The current mental health crisis is a symptom of our society, which is increasingly demanding and tends to reinforce narcissistic tendencies. People think in the short term. Social media generates unrealistic expectations. Family and community commitments have largely been forgotten, which raises the risk of loneliness. The goal seems to be not to depend on anyone and not be tied to anything. As Marino Perez says in [Individuo flotante]The Floating Individual, an individual floats alone in the system. In the capitalism of experiences, the subject does not control his/her own time and s/he does not know how to establish priorities, as Jorge Freire explains in his book Agitación [Agitation], in which he analyzes the contemporary human.
It is difficult to find a solution for these problems in a clinical setting. Psychology can propose concrete solutions for specific problems, but nowadays people go to therapy for more general reasons. As a complement, it may be appropriate to use philosophical approaches, the therapeutic effects of which are longer lasting. In this new framework, schools of thought like stoicism are emerging as strong solutions because of their practical usefulness. In fact, cognitive-behavioral therapy is based in part on these ancient philosophies.

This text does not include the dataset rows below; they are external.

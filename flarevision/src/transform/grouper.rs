//! Split projected rows into per-category sections.
//!
//! ```text
//! Rows (source order)            →  Groups (ascending key)
//! ┌─────────────────────────┐       ┌──────────────────────┐
//! │ Leak,          id 1     │       │ Leak:          [1, 3]│
//! │ Uncategorized, id 2     │  →    ├──────────────────────┤
//! │ Leak,          id 3     │       │ Uncategorized: [2]   │
//! └─────────────────────────┘       └──────────────────────┘
//! ```

use std::collections::BTreeMap;

use crate::models::{Dataset, Group, GroupedReport};

/// Group rows by the value of `key_column`.
///
/// Groups come out in ascending byte order of the key; rows keep their
/// relative source order. Every row lands in exactly one group. If the
/// column is not projected all rows share the empty key.
pub fn group_by(dataset: Dataset, key_column: &str) -> GroupedReport {
    let index = dataset.column_index(key_column);
    let columns = dataset.columns().to_vec();

    let mut groups: BTreeMap<String, Vec<_>> = BTreeMap::new();
    for row in dataset.into_rows() {
        let key = index.map(|i| row.value(i)).unwrap_or("").to_string();
        groups.entry(key).or_default().push(row);
    }

    GroupedReport {
        columns,
        groups: groups
            .into_iter()
            .map(|(key, rows)| Group { key, rows })
            .collect(),
    }
}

Massimo Pigliucci’s book How to be a Stoic contains advice on how to deal with current difficulties. Jorge Freire’s Hazte quien eres, un código de buenas costumbres [Become Who You Are: A Code for Good Habits] is a book in a similar vein. It is time to vindicate reading Epictetus’s Discourses; Seneca’s On the Shortness of Life; and Marcus Aurelius’s Meditations. These works help one find meaning and a more long-term purpose. In Man’s Search for Meaning, Viktor Frankl points out that people who had rich inner lives survived better in concentration camps. These philosophy books pat you on the shoulder and encourage you, but they are also demanding because they aim to strengthen one’s character, a key aspect of our personalities.
Strengthening character means enhancing the virtues that improve coping with one’s own life and considering the needs of others. Resilience—understood as taking charge of what happens to one’s life and gaining momentum to repair oneself, as the neurologist Boris Cyrulnik notes—is an important trait. There are people who are resigned, subscribe to a discourse of victimization or blame others for what happens to them. The Stoics differentiated between what is and is not within one’s own control. It makes no sense to waste time trying to control circumstances, affections, others’ opinions and the past. Fortune is not distributed equally, but change is a constant in life, and everything passes... It is possible to get well again. It is good to have perspective.

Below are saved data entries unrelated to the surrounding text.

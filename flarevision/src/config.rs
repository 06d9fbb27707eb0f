//! Run configuration.
//!
//! Everything the pipeline needs is passed in through [`ReportConfig`];
//! nothing is read from the environment.

use clap::ValueEnum;
use std::path::PathBuf;

/// Suffix appended to the input file stem to name the report.
pub const OUTPUT_SUFFIX: &str = "_filtered_searchable";

/// Extension of the generated report.
pub const OUTPUT_EXTENSION: &str = "html";

/// Default `<title>` of the generated document.
pub const DEFAULT_TITLE: &str = "Filtered Flare Data";

/// Default `<h1>` of the generated document.
pub const DEFAULT_HEADING: &str = "Filtered Flare Data Export";

/// Text encoding of the input file.
#[derive(Debug, Clone, Copy, PartialEq, Eq, Default, ValueEnum)]
pub enum Encoding {
    /// Strict UTF-8; invalid bytes are an error.
    #[default]
    #[value(name = "utf-8", alias = "utf8")]
    Utf8,
    /// ISO-8859-1.
    #[value(name = "latin1", alias = "iso-8859-1")]
    Latin1,
    /// Windows code page 1252.
    #[value(name = "windows-1252", alias = "cp1252")]
    Windows1252,
    /// Guess the charset from the file contents.
    Auto,
}

impl Encoding {
    pub fn label(&self) -> &'static str {
        match self {
            Encoding::Utf8 => "utf-8",
            Encoding::Latin1 => "iso-8859-1",
            Encoding::Windows1252 => "windows-1252",
            Encoding::Auto => "auto",
        }
    }
}

/// Loader settings.
#[derive(Debug, Clone)]
pub struct LoadOptions {
    /// Field delimiter (single ASCII byte).
    pub delimiter: u8,

    /// Input encoding.
    pub encoding: Encoding,

    /// Keep null-marker text (`NA`, `null`, ...) instead of treating it as absent.
    pub keep_null_markers: bool,
}

impl Default for LoadOptions {
    fn default() -> Self {
        Self {
            delimiter: b',',
            encoding: Encoding::Utf8,
            keep_null_markers: false,
        }
    }
}

/// Renderer settings.
#[derive(Debug, Clone)]
pub struct RenderOptions {
    pub title: String,
    pub heading: String,

    /// HTML-escape headings and cell values. Off by default: values are
    /// inserted verbatim.
    pub escape_html: bool,
}

impl Default for RenderOptions {
    fn default() -> Self {
        Self {
            title: DEFAULT_TITLE.to_string(),
            heading: DEFAULT_HEADING.to_string(),
            escape_html: false,
        }
    }
}

/// Full configuration for one report run.
#[derive(Debug, Clone, Default)]
pub struct ReportConfig {
    /// CSV export to read.
    pub input: PathBuf,

    /// Where to write the report; derived from `input` when unset.
    pub output: Option<PathBuf>,

    pub load: LoadOptions,
    pub render: RenderOptions,
}

impl ReportConfig {
    pub fn new(input: impl Into<PathBuf>) -> Self {
        Self {
            input: input.into(),
            ..Self::default()
        }
    }

    pub fn with_output(mut self, output: impl Into<PathBuf>) -> Self {
        self.output = Some(output.into());
        self
    }
}

#[cfg(test)]
mod tests {
    use super::*;

    #[test]
    fn test_default_options() {
        let config = ReportConfig::new("export.csv");
        assert_eq!(config.load.delimiter, b',');
        assert_eq!(config.load.encoding, Encoding::Utf8);
        assert!(!config.load.keep_null_markers);
        assert!(!config.render.escape_html);
        assert_eq!(config.render.title, DEFAULT_TITLE);
        assert!(config.output.is_none());
    }

    #[test]
    fn test_encoding_parses_aliases() {
        assert_eq!(Encoding::from_str("cp1252", true).unwrap(), Encoding::Windows1252);
        assert_eq!(Encoding::from_str("utf8", true).unwrap(), Encoding::Utf8);
        assert_eq!(Encoding::from_str("auto", true).unwrap(), Encoding::Auto);
        assert!(Encoding::from_str("ebcdic", true).is_err());
    }
}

As for emotions, the Stoics recommend that one avoid rejoicing histrionically and not get overly carried away by fears, anxieties and anger. Not all emotions lead us down a good path. It is a matter of recognizing these feelings, reflecting on what’s causing them and redirecting them both for our own good and the good of others.
These books reiterate the notion of not seeking happiness in immediate pleasure but rather developing a life dedicated to long-term purposes, which has been shown to be of greater importance for building well-being. This requires introspection, establishing a plan to follow and personal effort. It helps to ask questions such as: if today were the last day of my life, would I be doing this? Why do I care? Does this improve my life? Journaling at the end of the day to answer three questions—what have I done wrong? What have I done right? What could I have done better?—can also be helpful.
Stoicism reinforces the idea of wanting less and enjoying the present moment more. The flood of people seeking help from mental health professionals for minor problems forces us to be aware of the harm that certain social parameters cause individuals. Good mental health does not mean the absence of suffering in the face of such challenges but rather being able to deal with suffering in a different way. The current moment also demands greater individual strength and character to swim against the tide; the practical philosophy of the books mentioned above can serve as both a salve and a reference. While it is not easy, it is worth trying.
Patricia Fernández Martín is a clinical psychologist at the Ramón y Cajal Hospital in Madrid, Spain.